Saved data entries

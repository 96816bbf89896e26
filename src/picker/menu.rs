//! Picker session state and action handling.
//!
//! A [`Session`] owns the flattened tree, the selection, the cursor and the
//! viewport for one picker run. Only the dispatcher and custom key
//! handlers mutate it.

use tracing::{debug, trace};

use crate::config::PickerConfig;
use crate::error::PickResult;

use super::flatten::FlatTree;
use super::node::Node;
use super::output::{self, Picked};
use super::render::{render_row, Frame, RenderedRow};
use super::selection::{OutputPolicy, SelectMode, Selection};
use super::viewport::Viewport;

/// Built-in picker action
#[derive(Debug, Clone, Copy, PartialEq, Eq)]
pub enum PickAction {
    /// Move cursor up
    Up,
    /// Move cursor down
    Down,
    /// Toggle the cursor row (multiselect only)
    Toggle,
    /// Confirm selection
    Confirm,
    /// Quit without confirming
    Quit,
}

/// What the loop does after an action
#[derive(Debug, Clone, Copy, PartialEq, Eq)]
pub enum ActionOutcome {
    Continue,
    Confirmed,
    Cancelled,
}

/// Live state of one picker run
#[derive(Debug, Clone)]
pub struct Session {
    tree: FlatTree,
    config: PickerConfig,
    selection: Selection,
    policy: OutputPolicy,
    cursor: usize,
    viewport: Viewport,
}

impl Session {
    /// Flatten `root` and validate `config` against it
    pub fn new(root: Node, config: PickerConfig) -> PickResult<Self> {
        let tree = FlatTree::new(root);
        config.validate(tree.len())?;

        let mode = if config.multiselect {
            SelectMode::Multi
        } else {
            SelectMode::Single
        };
        let cursor = config.default_index;
        // Everything visible until the real screen height is known
        let mut viewport = Viewport::new(tree.len())?;
        viewport.follow(cursor, tree.len());

        Ok(Self {
            policy: OutputPolicy::from_config(&config),
            selection: Selection::new(mode),
            tree,
            config,
            cursor,
            viewport,
        })
    }

    pub fn tree(&self) -> &FlatTree {
        &self.tree
    }

    pub fn config(&self) -> &PickerConfig {
        &self.config
    }

    pub fn selection(&self) -> &Selection {
        &self.selection
    }

    pub fn viewport(&self) -> Viewport {
        self.viewport
    }

    /// Get current cursor position
    pub fn cursor(&self) -> usize {
        self.cursor
    }

    pub fn row_count(&self) -> usize {
        self.tree.len()
    }

    /// Move the cursor to `index`, clamped to the last row
    pub fn set_cursor(&mut self, index: usize) {
        self.cursor = index.min(self.tree.len().saturating_sub(1));
        self.viewport.follow(self.cursor, self.tree.len());
    }

    pub fn move_up(&mut self) {
        if self.cursor > 0 {
            self.set_cursor(self.cursor - 1);
        }
    }

    pub fn move_down(&mut self) {
        if self.cursor + 1 < self.tree.len() {
            self.set_cursor(self.cursor + 1);
        }
    }

    pub fn is_marked(&self, index: usize) -> bool {
        self.selection.is_marked(index)
    }

    /// Toggle `index` and its subtree; no-op in single-select mode
    pub fn toggle(&mut self, index: usize) -> bool {
        let marked = self.selection.toggle(index, &self.tree);
        debug!(index, marked, count = self.selection.marked_count(), "toggled row");
        marked
    }

    /// Mark every row (multiselect only)
    pub fn select_all(&mut self) {
        self.selection.select_all(&self.tree);
    }

    pub fn clear_selection(&mut self) {
        self.selection.clear();
    }

    /// Whether confirm would end the session right now
    pub fn can_confirm(&self) -> bool {
        self.selection.mode() == SelectMode::Single
            || self.selection.marked_count() >= self.config.min_selection_count
    }

    /// Handle a built-in action
    pub fn handle_action(&mut self, action: PickAction) -> ActionOutcome {
        match action {
            PickAction::Up => {
                self.move_up();
                ActionOutcome::Continue
            }
            PickAction::Down => {
                self.move_down();
                ActionOutcome::Continue
            }
            PickAction::Toggle => {
                self.toggle(self.cursor);
                ActionOutcome::Continue
            }
            PickAction::Confirm => {
                if self.can_confirm() {
                    ActionOutcome::Confirmed
                } else {
                    debug!(
                        marked = self.selection.marked_count(),
                        required = self.config.min_selection_count,
                        "confirm ignored below minimum selection"
                    );
                    ActionOutcome::Continue
                }
            }
            PickAction::Quit => ActionOutcome::Cancelled,
        }
    }

    /// Row indices of the current answer, ascending
    pub fn resolve(&self) -> Vec<usize> {
        self.selection.resolve(&self.tree, self.cursor, self.policy)
    }

    /// Current answer in the configured output format
    pub fn selected(&self) -> Picked {
        let single = self.selection.mode() == SelectMode::Single
            && !self.policy.include_children
            && !self.policy.leaves_only;
        output::format(
            &self.tree,
            &self.resolve(),
            self.config.output_format,
            single,
        )
    }

    /// Option rows available below the title on a screen `screen_rows` tall
    fn available_rows(&self, screen_rows: u16) -> usize {
        // one line of top margin
        usize::from(screen_rows)
            .saturating_sub(1)
            .saturating_sub(self.config.title_lines().len())
    }

    /// Size the viewport for the initial screen. Fails when no option row
    /// would fit.
    pub fn fit_viewport(&mut self, screen_rows: u16) -> PickResult<()> {
        let mut viewport = Viewport::new(self.available_rows(screen_rows))?;
        viewport.follow(self.cursor, self.tree.len());
        self.viewport = viewport;
        Ok(())
    }

    /// Follow a terminal resize; never shrinks below one row
    pub fn resize(&mut self, screen_rows: u16) {
        let height = self.available_rows(screen_rows);
        if height != self.viewport.height {
            self.viewport.resize(height, self.cursor, self.tree.len());
            trace!(height = self.viewport.height, top = self.viewport.top, "viewport resized");
        }
    }

    /// Render every option row (ignores the viewport)
    pub fn option_lines(&self, supports_unicode: bool) -> Vec<String> {
        (0..self.tree.len())
            .map(|i| self.render_index(i, supports_unicode).text)
            .collect()
    }

    fn render_index(&self, index: usize, supports_unicode: bool) -> RenderedRow {
        let name = self.tree.name(index).unwrap_or_default();
        let text = render_row(
            name,
            &self.tree.tails(index),
            index == self.cursor,
            &self.config,
            supports_unicode,
        );
        RenderedRow {
            index,
            text,
            marked: self.selection.is_marked(index),
            active: index == self.cursor,
        }
    }

    /// Title plus the rows inside the viewport
    pub fn frame(&self, supports_unicode: bool) -> Frame {
        Frame {
            title: self.config.title_lines(),
            rows: self
                .viewport
                .range(self.tree.len())
                .map(|i| self.render_index(i, supports_unicode))
                .collect(),
            foreground: self.config.foreground,
            background: self.config.background,
        }
    }
}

* Work item *
Word for word, copy out all of the data shown above.

* Task answer *
repository 96816bbf89896e26
filename src/picker/menu.rs
//! Picker session state and action handling.
//!
//! A [`Session`] owns the flattened tree, the selection, the cursor and the
//! viewport for one picker run. Only the dispatcher and custom key
//! handlers mutate it.

use tracing::{debug, trace};

use crate::config::PickerConfig;
use crate::error::PickResult;

use super::flatten::FlatTree;
use super::node::Node;
use super::output::{self, Picked};
use super::render::{render_row, Frame, RenderedRow};
use super::selection::{OutputPolicy, SelectMode, Selection};
use super::viewport::Viewport;

/// Built-in picker action
#[derive(Debug, Clone, Copy, PartialEq, Eq)]
pub enum PickAction {
    /// Move cursor up
    Up,
    /// Move cursor down
    Down,
    /// Toggle the cursor row (multiselect only)
    Toggle,
    /// Confirm selection
    Confirm,
    /// Quit without confirming
    Quit,
}

/// What the loop does after an action
#[derive(Debug, Clone, Copy, PartialEq, Eq)]
pub enum ActionOutcome {
    Continue,
    Confirmed,
    Cancelled,
}

/// Live state of one picker run
#[derive(Debug, Clone)]
pub struct Session {
    tree: FlatTree,
    config: PickerConfig,
    selection: Selection,
    policy: OutputPolicy,
    cursor: usize,
    viewport: Viewport,
}

impl Session {
    /// Flatten `root` and validate `config` against it
    pub fn new(root: Node, config: PickerConfig) -> PickResult<Self> {
        let tree = FlatTree::new(root);
        config.validate(tree.len())?;

        let mode = if config.multiselect {
            SelectMode::Multi
        } else {
            SelectMode::Single
        };
        let cursor = config.default_index;
        // Everything visible until the real screen height is known
        let mut viewport = Viewport::new(tree.len())?;
        viewport.follow(cursor, tree.len());

        Ok(Self {
            policy: OutputPolicy::from_config(&config),
            selection: Selection::new(mode),
            tree,
            config,
            cursor,
            viewport,
        })
    }

    pub fn tree(&self) -> &FlatTree {
        &self.tree
    }

    pub fn config(&self) -> &PickerConfig {
        &self.config
    }

    pub fn selection(&self) -> &Selection {
        &self.selection
    }

    pub fn viewport(&self) -> Viewport {
        self.viewport
    }

    /// Get current cursor position
    pub fn cursor(&self) -> usize {
        self.cursor
    }

    pub fn row_count(&self) -> usize {
        self.tree.len()
    }

    /// Move the cursor to `index`, clamped to the last row
    pub fn set_cursor(&mut self, index: usize) {
        self.cursor = index.min(self.tree.len().saturating_sub(1));
        self.viewport.follow(self.cursor, self.tree.len());
    }

    pub fn move_up(&mut self) {
        if self.cursor > 0 {
            self.set_cursor(self.cursor - 1);
        }
    }

    pub fn move_down(&mut self) {
        if self.cursor + 1 < self.tree.len() {
            self.set_cursor(self.cursor + 1);
        }
    }

    pub fn is_marked(&self, index: usize) -> bool {
        self.selection.is_marked(index)
    }

    /// Toggle `index` and its subtree; no-op in single-select mode
    pub fn toggle(&mut self, index: usize) -> bool {
        let marked = self.selection.toggle(index, &self.tree);
        debug!(index, marked, count = self.selection.marked_count(), "toggled row");
        marked
    }

    /// Mark every row (multiselect only)
    pub fn select_all(&mut self) {
        self.selection.select_all(&self.tree);
    }

    pub fn clear_selection(&mut self) {
        self.selection.clear();
    }

    /// Whether confirm would end the session right now
    pub fn can_confirm(&self) -> bool {
        self.selection.mode() == SelectMode::Single
            || self.selection.marked_count() >= self.config.min_selection_count
    }

    /// Handle a built-in action
    pub fn handle_action(&mut self, action: PickAction) -> ActionOutcome {
        match action {
            PickAction::Up => {
                self.move_up();
                ActionOutcome::Continue
            }
            PickAction::Down => {
                self.move_down();
                ActionOutcome::Continue
            }
            PickAction::Toggle => {
                self.toggle(self.cursor);
                ActionOutcome::Continue
            }
            PickAction::Confirm => {
                if self.can_confirm() {
                    ActionOutcome::Confirmed
                } else {
                    debug!(
                        marked = self.selection.marked_count(),
                        required = self.config.min_selection_count,
                        "confirm ignored below minimum selection"
                    );
                    ActionOutcome::Continue
                }
            }
            PickAction::Quit => ActionOutcome::Cancelled,
        }
    }

    /// Row indices of the current answer, ascending
    pub fn resolve(&self) -> Vec<usize> {
        self.selection.resolve(&self.tree, self.cursor, self.policy)
    }

    /// Current answer in the configured output format
    pub fn selected(&self) -> Picked {
        let single = self.selection.mode() == SelectMode::Single
            && !self.policy.include_children
            && !self.policy.leaves_only;
        output::format(
            &self.tree,
            &self.resolve(),
            self.config.output_format,
            single,
        )
    }

    /// Option rows available below the title on a screen `screen_rows` tall
    fn available_rows(&self, screen_rows: u16) -> usize {
        // one line of top margin
        usize::from(screen_rows)
            .saturating_sub(1)
            .saturating_sub(self.config.title_lines().len())
    }

    /// Size the viewport for the initial screen. Fails when no option row
    /// would fit.
    pub fn fit_viewport(&mut self, screen_rows: u16) -> PickResult<()> {
        let mut viewport = Viewport::new(self.available_rows(screen_rows))?;
        viewport.follow(self.cursor, self.tree.len());
        self.viewport = viewport;
        Ok(())
    }

    /// Follow a terminal resize; never shrinks below one row
    pub fn resize(&mut self, screen_rows: u16) {
        let height = self.available_rows(screen_rows);
        if height != self.viewport.height {
            self.viewport.resize(height, self.cursor, self.tree.len());
            trace!(height = self.viewport.height, top = self.viewport.top, "viewport resized");
        }
    }

    /// Render every option row (ignores the viewport)
    pub fn option_lines(&self, supports_unicode: bool) -> Vec<String> {
        (0..self.tree.len())
            .map(|i| self.render_index(i, supports_unicode).text)
            .collect()
    }

    fn render_index(&self, index: usize, supports_unicode: bool) -> RenderedRow {
        let name = self.tree.name(index).unwrap_or_default();
        let text = render_row(
            name,
            &self.tree.tails(index),
            index == self.cursor,
            &self.config,
            supports_unicode,
        );
        RenderedRow {
            index,
            text,
            marked: self.selection.is_marked(index),
            active: index == self.cursor,
        }
    }

    /// Title plus the rows inside the viewport
    pub fn frame(&self, supports_unicode: bool) -> Frame {
        Frame {
            title: self.config.title_lines(),
            rows: self
                .viewport
                .range(self.tree.len())
                .map(|i| self.render_index(i, supports_unicode))
                .collect(),
            foreground: self.config.foreground,
            background: self.config.background,
        }
    }
}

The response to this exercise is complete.